__To do__: Report each line of the entries that contains the word "const", copied in full.

__Data in this exercise__:

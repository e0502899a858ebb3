//! Header grouping.
//!
//! Headers are emitted in four groups, in this order:
//!
//! 1. anything that does not look like a header (inline code, macros)
//! 2. local headers: `"local.h"`, `"local.hpp"`
//! 3. third-party headers: `<lib/header.h>`, always ending with
//!    `<pybind11/pybind11.h>`
//! 4. system headers: `<vector>`
//!
//! Each group keeps first-seen order and drops exact duplicates.

use std::fmt::Write as _;

use rustc_hash::FxHashSet;

/// The binding framework's main header. Must follow its companion headers.
pub const PYBIND11_HEADER: &str = "<pybind11/pybind11.h>";

#[derive(Debug, Clone, Copy, PartialEq, Eq)]
enum HeaderKind {
    Other,
    Local,
    ThirdParty,
    System,
}

fn has_header_suffix(name: &str) -> bool {
    name.ends_with(".h") || name.ends_with(".hpp")
}

fn classify(header: &str) -> HeaderKind {
    if let Some(inner) = header.strip_prefix('"').and_then(|h| h.strip_suffix('"')) {
        if has_header_suffix(inner) {
            return HeaderKind::Local;
        }
    } else if let Some(inner) = header.strip_prefix('<').and_then(|h| h.strip_suffix('>')) {
        if has_header_suffix(inner) {
            return HeaderKind::ThirdParty;
        }
        if !inner.is_empty() && !inner.contains('.') {
            return HeaderKind::System;
        }
    }
    HeaderKind::Other
}

/// Headers partitioned into emission groups.
#[derive(Debug, Clone, PartialEq, Eq, Default)]
pub struct HeaderGroups {
    pub other: Vec<String>,
    pub local: Vec<String>,
    pub third_party: Vec<String>,
    pub system: Vec<String>,
}

impl HeaderGroups {
    /// The groups in emission order.
    pub fn groups(&self) -> [&[String]; 4] {
        [&self.other, &self.local, &self.third_party, &self.system]
    }

    /// `#include` lines, one blank line between non-empty groups.
    ///
    /// Entries of the first group are emitted verbatim unless they are
    /// shaped like an include target.
    pub fn render(&self) -> String {
        let mut out = String::new();
        for group in self.groups().into_iter().filter(|g| !g.is_empty()) {
            if !out.is_empty() {
                out.push('\n');
            }
            for header in group {
                if is_include_target(header) {
                    let _ = writeln!(out, "#include {header}");
                } else {
                    let _ = writeln!(out, "{header}");
                }
            }
        }
        out
    }
}

fn is_include_target(header: &str) -> bool {
    (header.starts_with('<') && header.ends_with('>'))
        || (header.len() >= 2 && header.starts_with('"') && header.ends_with('"'))
}

/// Partition headers into groups.
///
/// ```
/// use xenoform_codegen::group_headers;
///
/// let groups = group_headers(&["<string>", "\"mine.h\"", "<pybind11/stl.h>", "<string>"]);
/// assert_eq!(groups.local, vec!["\"mine.h\""]);
/// assert_eq!(groups.third_party, vec!["<pybind11/stl.h>", "<pybind11/pybind11.h>"]);
/// assert_eq!(groups.system, vec!["<string>"]);
/// ```
pub fn group_headers<S: AsRef<str>>(headers: &[S]) -> HeaderGroups {
    let mut groups = HeaderGroups::default();
    let mut seen: FxHashSet<&str> = FxHashSet::default();
    for header in headers.iter().map(|h| h.as_ref().trim()) {
        if header.is_empty() || header == PYBIND11_HEADER || !seen.insert(header) {
            continue;
        }
        let group = match classify(header) {
            HeaderKind::Other => &mut groups.other,
            HeaderKind::Local => &mut groups.local,
            HeaderKind::ThirdParty => &mut groups.third_party,
            HeaderKind::System => &mut groups.system,
        };
        group.push(header.to_string());
    }
    groups.third_party.push(PYBIND11_HEADER.to_string());
    groups
}
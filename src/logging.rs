//! Lifecycle logging.
//!
//! Events go through `tracing` under the `xenoform` target. A module whose
//! functions asked for `verbose` reports at info level, everything else at
//! debug. Installing a subscriber is left to the application.

/// Target used for every event this crate emits.
pub const LOG_TARGET: &str = "xenoform";

/// Emit a lifecycle event at info level when `$verbose`, debug otherwise.
macro_rules! lifecycle {
    ($verbose:expr, $($arg:tt)+) => {
        if $verbose {
            tracing::info!(target: "xenoform", $($arg)+)
        } else {
            tracing::debug!(target: "xenoform", $($arg)+)
        }
    };
}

__Your response__:
pub const PYBIND11_HEADER: &str = "<pybind11/pybind11.h>";
pub const LOG_TARGET: &str = "xenoform";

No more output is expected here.